The two switches, three buttons, one potentiometer, headphone jack, and micro USB jack panel mount on the case. The LCD is hot-glued on the face plate. The controller buttons just sit on the PCB and are carefully wiggled into place when the face plate is fastened. Velcro holds the battery, the speaker, and the Raspberry Pi in place. I also used some Lego to hold the Raspberry Pi in place when plugging in a USB device. Hot glue and electrical tape were used as needed to fasten parts and to prevent accidental short circuits.

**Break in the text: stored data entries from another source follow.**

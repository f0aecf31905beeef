//! Paged framebuffer
//!
//! The LCD memory is organised in pages of 8 rows; one byte covers one
//! column of one page. Glyphs are taller than a page and start at arbitrary
//! rows, so writes go through a carry-based bit packer that splits a value
//! at page boundaries.

/// Number of 8-row pages
pub const PAGES: usize = 6;

/// Number of pixel columns
pub const COLUMNS: usize = 128;

/// Number of pixel rows
pub const ROWS: usize = PAGES * 8;

/// Widest value accepted by [`Framebuffer::write_bits`]
pub const MAX_WRITE_WIDTH: u8 = 16;

/// Masked write into a single page byte
#[derive(Debug, Clone, Copy, PartialEq, Eq)]
#[cfg_attr(feature = "defmt", derive(defmt::Format))]
pub struct PageWrite {
    /// Target page
    pub page: usize,
    /// Bits of the page byte being replaced
    pub mask: u8,
    /// New values of the masked bits
    pub bits: u8,
}

/// Remaining part of a column value still to be written
#[derive(Debug, Clone, Copy, PartialEq, Eq)]
#[cfg_attr(feature = "defmt", derive(defmt::Format))]
pub struct Carry {
    value: u16,
    row: usize,
    remaining: u8,
}

impl Carry {
    /// Start packing the low `width` bits of `value` at absolute `row`
    pub const fn new(value: u16, row: usize, width: u8) -> Self {
        Self {
            value,
            row,
            remaining: width,
        }
    }

    /// Split off the part that lands in the current page
    ///
    /// Returns `None` once every bit has been emitted.
    pub fn step(self) -> Option<(PageWrite, Carry)> {
        if self.remaining == 0 {
            return None;
        }
        let offset = (self.row % 8) as u8;
        let take = (8 - offset).min(self.remaining);
        let low = ((1u16 << take) - 1) as u8;

        let write = PageWrite {
            page: self.row / 8,
            mask: low << offset,
            bits: ((self.value as u8) & low) << offset,
        };
        let rest = Carry {
            value: self.value >> take,
            row: self.row + take as usize,
            remaining: self.remaining - take,
        };
        Some((write, rest))
    }
}

/// Monochrome framebuffer with per-page versions
#[derive(Debug, Clone)]
pub struct Framebuffer {
    pages: [[u8; COLUMNS]; PAGES],
    versions: [u16; PAGES],
}

impl Default for Framebuffer {
    fn default() -> Self {
        Self::new()
    }
}

impl Framebuffer {
    /// Create a blank framebuffer; every page starts dirty
    pub const fn new() -> Self {
        Self {
            pages: [[0; COLUMNS]; PAGES],
            versions: [1; PAGES],
        }
    }

    /// Write the low `width` bits of `value` into `column`, starting at `row`
    ///
    /// Bit 0 of `value` lands on `row`, higher bits below it. Bits falling
    /// past the last page are dropped, as are writes with a width outside
    /// `1..=16` or a column beyond the display. Each page touched gets its
    /// version bumped once.
    pub fn write_bits(&mut self, value: u16, row: usize, width: u8, column: usize) {
        if width == 0 || width > MAX_WRITE_WIDTH || column >= COLUMNS {
            return;
        }
        let mut carry = Carry::new(value, row, width);
        while let Some((write, rest)) = carry.step() {
            if write.page >= PAGES {
                break;
            }
            let byte = &mut self.pages[write.page][column];
            *byte &= !write.mask;
            *byte ^= write.bits;
            self.versions[write.page] = self.versions[write.page].wrapping_add(1);
            carry = rest;
        }
    }

    /// Overwrite a whole page byte
    pub fn put_raw(&mut self, byte: u8, page: usize, column: usize) -> bool {
        if page >= PAGES || column >= COLUMNS {
            return false;
        }
        self.pages[page][column] = byte;
        self.versions[page] = self.versions[page].wrapping_add(1);
        true
    }

    /// Blank every page
    pub fn clear(&mut self) {
        for (page, version) in self.pages.iter_mut().zip(self.versions.iter_mut()) {
            page.fill(0);
            *version = version.wrapping_add(1);
        }
    }

    /// Column bytes of one page
    pub fn page(&self, page: usize) -> &[u8; COLUMNS] {
        &self.pages[page]
    }

    /// Version of one page
    pub fn version(&self, page: usize) -> u16 {
        self.versions[page]
    }

    /// Read one pixel
    pub fn pixel(&self, column: usize, row: usize) -> bool {
        if column >= COLUMNS || row >= ROWS {
            return false;
        }
        self.pages[row / 8][column] & (1 << (row % 8)) != 0
    }
}

#[cfg(test)]
mod tests {
    use super::*;
    use proptest::prelude::*;

    #[test]
    fn test_carry_splits_at_page_boundary() {
        let (first, rest) = Carry::new(0b1111, 6, 4).step().unwrap();
        assert_eq!(
            first,
            PageWrite {
                page: 0,
                mask: 0b1100_0000,
                bits: 0b1100_0000
            }
        );
        let (second, rest) = rest.step().unwrap();
        assert_eq!(
            second,
            PageWrite {
                page: 1,
                mask: 0b0000_0011,
                bits: 0b0000_0011
            }
        );
        assert!(rest.step().is_none());
    }

    #[test]
    fn test_write_straddling_pages() {
        let mut fb = Framebuffer::new();
        fb.pages[0][10] = 0b0011_1111;
        fb.pages[1][10] = 0b1111_1100;
        let before = [fb.version(0), fb.version(1), fb.version(2)];

        fb.write_bits(0b0101, 6, 4, 10);

        // Only rows 6-7 of page 0 and rows 0-1 of page 1 change
        assert_eq!(fb.page(0)[10], 0b0111_1111);
        assert_eq!(fb.page(1)[10], 0b1111_1101);
        assert_eq!(fb.version(0), before[0].wrapping_add(1));
        assert_eq!(fb.version(1), before[1].wrapping_add(1));
        assert_eq!(fb.version(2), before[2]);
    }

    #[test]
    fn test_wide_write_bumps_each_page_once() {
        let mut fb = Framebuffer::new();
        fb.write_bits(0xFFFF, 4, 16, 0);
        // Rows 4..20 touch pages 0, 1 and 2
        assert_eq!(fb.version(0), 2);
        assert_eq!(fb.version(1), 2);
        assert_eq!(fb.version(2), 2);
        assert_eq!(fb.version(3), 1);
        assert_eq!(fb.page(1)[0], 0xFF);
        assert_eq!(fb.page(2)[0], 0x0F);
    }

    #[test]
    fn test_bits_past_last_page_dropped() {
        let mut fb = Framebuffer::new();
        fb.write_bits(0xFFFF, ROWS - 2, 16, 127);
        assert_eq!(fb.page(PAGES - 1)[127], 0b1100_0000);
        assert!(fb.pixel(127, ROWS - 1));

        let snapshot = fb.clone();
        fb.write_bits(0xFFFF, ROWS, 8, 0);
        fb.write_bits(0xFFFF, 0, 8, COLUMNS);
        fb.write_bits(0xFFFF, 0, 17, 0);
        assert_eq!(fb.pages, snapshot.pages);
        assert_eq!(fb.versions, snapshot.versions);
    }

    #[test]
    fn test_version_wraps() {
        let mut fb = Framebuffer::new();
        fb.versions[3] = u16::MAX;
        fb.put_raw(0xAA, 3, 5);
        assert_eq!(fb.version(3), 0);
        assert!(!fb.put_raw(0xAA, PAGES, 0));
    }

    #[test]
    fn test_clear() {
        let mut fb = Framebuffer::new();
        fb.write_bits(0x0FFF, 0, 12, 3);
        fb.clear();
        assert!(fb.pages.iter().all(|p| p.iter().all(|&b| b == 0)));
        assert!(fb.versions.iter().all(|&v| v >= 2));
    }

    proptest! {
        #[test]
        fn test_write_matches_pixels(value in any::<u16>(), row in 0usize..ROWS, width in 1u8..=16, column in 0usize..COLUMNS) {
            let mut fb = Framebuffer::new();
            // Fill first so cleared bits are checked too
            for page in 0..PAGES {
                fb.pages[page][column] = 0xA5;
            }
            let before = fb.clone();
            fb.write_bits(value, row, width, column);

            for r in 0..ROWS {
                let expected = if r >= row && r < row + width as usize {
                    value & (1 << (r - row)) != 0
                } else {
                    before.pixel(column, r)
                };
                prop_assert_eq!(fb.pixel(column, r), expected);
            }
        }
    }
}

The plastic outer case can be pried open. The third photo above shows where the composite video (yellow), ground (black), and 5V (blue) wires are to be soldered to the control board for the LCD. (I used different colored wires in the final assembly shown in the first and second photos above.)
Wii Classic Controller:
Open the controller case with a tri-wing screwdriver, and separate the PCB with a phillips screwdriver. Desolder all the connections at J1, J2, J3, J4, ZL, and ZR. Save the main PCB and the buttons and membranes on face of the controller. I snipped off an empty corner of the PCB under J4 to make it fit in the case.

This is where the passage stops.